Currently the requirements are simply regular expressions. For each page you can specify multiple patterns and the watchdog will detect a match only if all of them are found.
See ‘examples/pages.yaml` for a sample configuration file. Note that you may have to wrap some more complex patterns in quotes and/or use escaping to have them processed correctly.
The program requires Python 3. Python package dependencies are specified in the ‘requirements.txt` file. Currently it’s just ‘pyyaml`.
It has been tested only under Linux (Arch Linux to be specific) but it’s possible that it will work just fine under other operating systems, possibly with small modifications.
The program does not require any special installation steps besides installing the dependencies. You can do it with ‘pip`:
pip install -r requirements.txt
It’s a console application and takes just a few arguments:
python http_watchdog.py <requirement_file.yaml> [--probe-interval N] [--port Y]
-
‘requirement_file.yaml` is a mandatory path to a file listing URLs and their requirements. See `examples/pages.yaml` for a sample configuration file.
-
‘probe-interval` is the time the program sleeps between subsequent probing cycles. Each page is probed once in each cycle (unless it occurs in the requirement file more than once).
-
‘port` is the port to bind the report server to. Binding the server to the default port 80 may require administrator privileges so you may want to try a higher number, e.g. 8000.
The program runs two threads. One of them is responsible for probing and the other for serving the HTML report. They both log to ‘http_watchdog.log` file (though the probing thread logs significantly more). The probing thread is the main one and the server is considered a daemon and gets killed if the probing thread exits.
There is a bit of glue code in ‘src/main.py` that creates and connects the objects and then starts the probing loop. The probing functionality is located mostly in `HttpWatchdog` class. The HTTP server consists of `ReportServer`, `ReportingHttpRequestHandler` and `ReportPageGenerator`. The files in `src/report-templates` directory are HTML and CSS templates used by `ReportPageGenerator` for constructing the report and error pages.

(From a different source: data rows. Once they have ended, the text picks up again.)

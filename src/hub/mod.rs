// Connection Hub (C10, spec.md §4.10).

use std::collections::HashMap;
use std::sync::Arc;
use std::time::Duration;

use serde_json::Value;
use tokio::sync::{mpsc, Mutex};

use crate::engine::combat::CombatEngine;
use crate::metrics;
use crate::storage::{transient, HybridStore};

pub type Session = mpsc::UnboundedSender<Value>;

/// `active_connections[room_id][player_id] = session` (spec.md §4.10).
#[derive(Default)]
pub struct ConnectionHub {
    rooms: Mutex<HashMap<String, HashMap<String, Session>>>,
}

impl ConnectionHub {
    pub fn new() -> Self {
        Self::default()
    }

    /// Registers the session, sends the full room snapshot, and streams any
    /// pending quest storyline in ~80-char chunks with ~300ms inter-chunk
    /// delay (spec.md §4.10).
    pub async fn connect(
        &self,
        store: &HybridStore,
        room_id: &str,
        player_id: &str,
        session: Session,
        room_snapshot: Value,
        pending_storyline: Option<String>,
    ) {
        {
            let mut rooms = self.rooms.lock().await;
            rooms.entry(room_id.to_string()).or_default().insert(player_id.to_string(), session.clone());
        }
        metrics::CONNECTED_SESSIONS.inc();

        let _ = store.transient.set_add(&transient::room_players_key(room_id), player_id).await;

        let _ = session.send(serde_json::json!({ "type": "room_update", "room": room_snapshot }));

        if let Some(storyline) = pending_storyline {
            let session = session.clone();
            tokio::spawn(async move {
                for chunk in chunk_storyline(&storyline, 80) {
                    if session
                        .send(serde_json::json!({ "type": "quest_storyline", "chunk": chunk }))
                        .is_err()
                    {
                        return;
                    }
                    tokio::time::sleep(Duration::from_millis(300)).await;
                }
            });
        }

        self.broadcast_to_room(
            room_id,
            serde_json::json!({ "type": "presence", "player_id": player_id, "status": "joined" }),
            None,
        )
        .await;
    }

    /// Removes the player, invokes the combat disconnect policy, and
    /// broadcasts a presence update (spec.md §4.10, §4.8.5).
    pub async fn disconnect(
        &self,
        store: &HybridStore,
        combat: &CombatEngine,
        room_id: &str,
        player_id: &str,
    ) {
        {
            let mut rooms = self.rooms.lock().await;
            if let Some(players) = rooms.get_mut(room_id) {
                players.remove(player_id);
                if players.is_empty() {
                    rooms.remove(room_id);
                }
            }
        }
        metrics::CONNECTED_SESSIONS.dec();

        let _ = store.transient.set_remove(&transient::room_players_key(room_id), player_id).await;

        if let Ok(outcomes) = combat.handle_disconnect(store, player_id).await {
            for (duel_id, winner) in outcomes {
                self.broadcast_to_room(
                    room_id,
                    serde_json::json!({ "type": "duel_outcome", "duel_id": duel_id, "winner": winner }),
                    None,
                )
                .await;
            }
        }

        self.broadcast_to_room(
            room_id,
            serde_json::json!({ "type": "presence", "player_id": player_id, "status": "left" }),
            None,
        )
        .await;
    }

    pub async fn broadcast_to_room(&self, room_id: &str, message: Value, exclude: Option<&str>) {
        let rooms = self.rooms.lock().await;
        if let Some(players) = rooms.get(room_id) {
            for (player_id, session) in players {
                if Some(player_id.as_str()) == exclude {
                    continue;
                }
                let _ = session.send(message.clone());
            }
        }
    }

    pub async fn send_to_player(&self, room_id: &str, player_id: &str, message: Value) {
        let rooms = self.rooms.lock().await;
        if let Some(session) = rooms.get(room_id).and_then(|players| players.get(player_id)) {
            let _ = session.send(message);
        }
    }

    /// Sends directly to a player without knowing their current room;
    /// scans all rooms (spec.md §4.10 `SendPersonal`). Connection counts
    /// are small enough per room cap that this is adequate.
    pub async fn send_personal(&self, player_id: &str, message: Value) {
        let rooms = self.rooms.lock().await;
        for players in rooms.values() {
            if let Some(session) = players.get(player_id) {
                let _ = session.send(message);
                return;
            }
        }
    }
}

fn chunk_storyline(text: &str, chunk_size: usize) -> Vec<String> {
    text.as_bytes()
        .chunks(chunk_size)
        .map(|c| String::from_utf8_lossy(c).to_string())
        .collect()
}

#[cfg(test)]
mod tests {
    use super::*;

    #[test]
    fn test_chunk_storyline_splits_into_bounded_pieces() {
        let text = "a".repeat(200);
        let chunks = chunk_storyline(&text, 80);
        assert_eq!(chunks.len(), 3);
        assert_eq!(chunks[0].len(), 80);
        assert_eq!(chunks[2].len(), 40);
    }

    #[tokio::test]
    async fn test_connect_then_disconnect_clears_presence() {
        let hub = ConnectionHub::new();
        let (tx, mut rx) = mpsc::unbounded_channel();
        let durable: Arc<dyn crate::storage::DurableStore> =
            Arc::new(crate::storage::durable::SqlxDurableStore::new("sqlite::memory:").await.unwrap());
        let transient: Arc<dyn crate::storage::TransientStore> =
            Arc::new(crate::storage::transient::FakeStore::new());
        let store = HybridStore::new(durable, transient);
        let combat = CombatEngine::new(false);

        hub.connect(&store, "room_start", "p1", tx, serde_json::json!({}), None).await;
        assert!(rx.recv().await.is_some());

        hub.disconnect(&store, &combat, "room_start", "p1").await;
        let members = store.transient.set_members(&transient::room_players_key("room_start")).await.unwrap();
        assert!(members.is_empty());
    }
}
//! Firmware settlement delay
//!
//! How long to wait after a successful bring-up before the controller is
//! considered ready.

use std::time::Duration;

/// Recommended delays per chip-name prefix. The `None` entry matches anything
/// and must stay last.
pub const FW_SETTLEMENT_TABLE: &[(Option<&str>, u32)] = &[(Some("BCM43241"), 200), (None, 100)];

/// Settlement delay for `chip_name`, or `override_ms` when configured.
pub fn settlement_delay(chip_name: &str, override_ms: Option<u32>) -> Duration {
    if let Some(ms) = override_ms {
        return Duration::from_millis(ms as u64);
    }

    let ms = FW_SETTLEMENT_TABLE
        .iter()
        .find(|(prefix, _)| prefix.map_or(true, |p| chip_name.starts_with(p)))
        .map(|(_, ms)| *ms)
        .unwrap_or(0);
    Duration::from_millis(ms as u64)
}
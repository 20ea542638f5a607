//! Loopback controller
//!
//! An in-process [`CommandChannel`] that answers every accepted command with a
//! Command Complete event. It records what was sent and keeps count of the
//! buffers it handed out, so a dry run (or a test) can check the exact command
//! stream and that nothing leaked.

use crate::domain::models::CompletionTarget;
use crate::hci::event::command_complete;
use crate::hci::opcode::HCI_INTEL_RDSW_VERSION;
use crate::hci::{HciBuffer, Opcode};
use crate::infrastructure::channel::CommandChannel;
use crate::infrastructure::upio::Upio;
use crate::vendor::VendorLib;
use std::collections::{HashMap, VecDeque};
use tracing::trace;

/// Status byte returned for commands configured to fail (Command Disallowed).
pub const FAILURE_STATUS: u8 = 0x0C;

/// A command as it reached the channel.
#[derive(Debug, Clone, PartialEq, Eq)]
pub struct SentCommand {
    pub opcode: Opcode,
    pub params: Vec<u8>,
    pub target: CompletionTarget,
}

#[derive(Debug, Default)]
pub struct LoopbackController {
    /// Return parameters for the read-SW-version command (status excluded).
    version: Vec<u8>,
    /// Return parameters per opcode, overriding `version` when present.
    replies: HashMap<Opcode, Vec<u8>>,
    fail_opcodes: Vec<Opcode>,
    reject_opcodes: Vec<Opcode>,
    alloc_budget: Option<usize>,
    pending: VecDeque<(CompletionTarget, HciBuffer)>,
    sent: Vec<SentCommand>,
    allocated: usize,
    freed: usize,
}

impl LoopbackController {
    pub fn new(version: &[u8]) -> Self {
        Self {
            version: version.to_vec(),
            ..Default::default()
        }
    }

    /// Answer `opcode` with a non-zero status.
    pub fn fail_opcode(mut self, opcode: Opcode) -> Self {
        self.fail_opcodes.push(opcode);
        self
    }

    /// Refuse to accept `opcode` at transmit time.
    pub fn reject_opcode(mut self, opcode: Opcode) -> Self {
        self.reject_opcodes.push(opcode);
        self
    }

    /// Return parameters for a specific opcode's completion.
    pub fn reply(mut self, opcode: Opcode, return_params: &[u8]) -> Self {
        self.replies.insert(opcode, return_params.to_vec());
        self
    }

    /// Allow only `n` more allocations.
    pub fn set_alloc_budget(&mut self, n: Option<usize>) {
        self.alloc_budget = n;
    }

    /// Next completion to deliver, oldest first.
    pub fn poll_completion(&mut self) -> Option<(CompletionTarget, HciBuffer)> {
        self.pending.pop_front()
    }

    /// An event buffer counted as allocated by this channel.
    pub fn event_buffer(&mut self, bytes: &[u8]) -> HciBuffer {
        self.allocated += 1;
        HciBuffer::from_event(bytes)
    }

    pub fn sent(&self) -> &[SentCommand] {
        &self.sent
    }

    pub fn take_sent(&mut self) -> Vec<SentCommand> {
        std::mem::take(&mut self.sent)
    }

    pub fn pending_len(&self) -> usize {
        self.pending.len()
    }

    /// Buffers handed out and not yet freed, including undelivered events.
    pub fn outstanding(&self) -> usize {
        self.allocated - self.freed
    }

    fn return_params(&self, opcode: Opcode) -> &[u8] {
        if let Some(params) = self.replies.get(&opcode) {
            return params;
        }
        if opcode == HCI_INTEL_RDSW_VERSION {
            return &self.version;
        }
        &[]
    }
}

impl CommandChannel for LoopbackController {
    fn alloc(&mut self, size: usize) -> Option<HciBuffer> {
        if let Some(budget) = self.alloc_budget.as_mut() {
            if *budget == 0 {
                return None;
            }
            *budget -= 1;
        }
        self.allocated += 1;
        Some(HciBuffer::with_size(size))
    }

    fn free(&mut self, _buffer: HciBuffer) {
        self.freed += 1;
    }

    fn transmit(
        &mut self,
        opcode: Opcode,
        buffer: HciBuffer,
        target: CompletionTarget,
    ) -> Result<(), HciBuffer> {
        if self.reject_opcodes.contains(&opcode) {
            return Err(buffer);
        }

        trace!(%opcode, bytes = ?buffer.bytes(), "loopback rx");
        self.sent.push(SentCommand {
            opcode,
            params: buffer.command_params().to_vec(),
            target,
        });
        // The channel owns sent buffers and releases them itself
        self.free(buffer);

        let status = if self.fail_opcodes.contains(&opcode) {
            FAILURE_STATUS
        } else {
            0
        };
        let bytes = command_complete(opcode, status, self.return_params(opcode));
        let event = self.event_buffer(&bytes);
        self.pending.push_back((target, event));
        Ok(())
    }
}

impl<U: Upio> VendorLib<LoopbackController, U> {
    /// Deliver queued completions until the controller goes quiet.
    ///
    /// Returns the number of events delivered.
    pub fn pump(&mut self) -> usize {
        let mut delivered = 0;
        while let Some((target, event)) = self.channel_mut().poll_completion() {
            self.handle_completion(target, event);
            delivered += 1;
        }
        delivered
    }
}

There are some unit tests you can run with:
python -m unittest
from the top-level directory.
The test set is not comprehensive though because of both time constraints and the the specifics of the application. As it deals mostly with live servers and threads, automatic testing would require an extensive set of mock objects. Moreover unit tests are geared more towards verifying that the code still works after modifications given that it worked before rather than actually testing it. The program has been mostly tested “manually” instead. The few unit tests which are present are for the parts of code with clearly defined input and output and are meant to showcase how such tests would look like.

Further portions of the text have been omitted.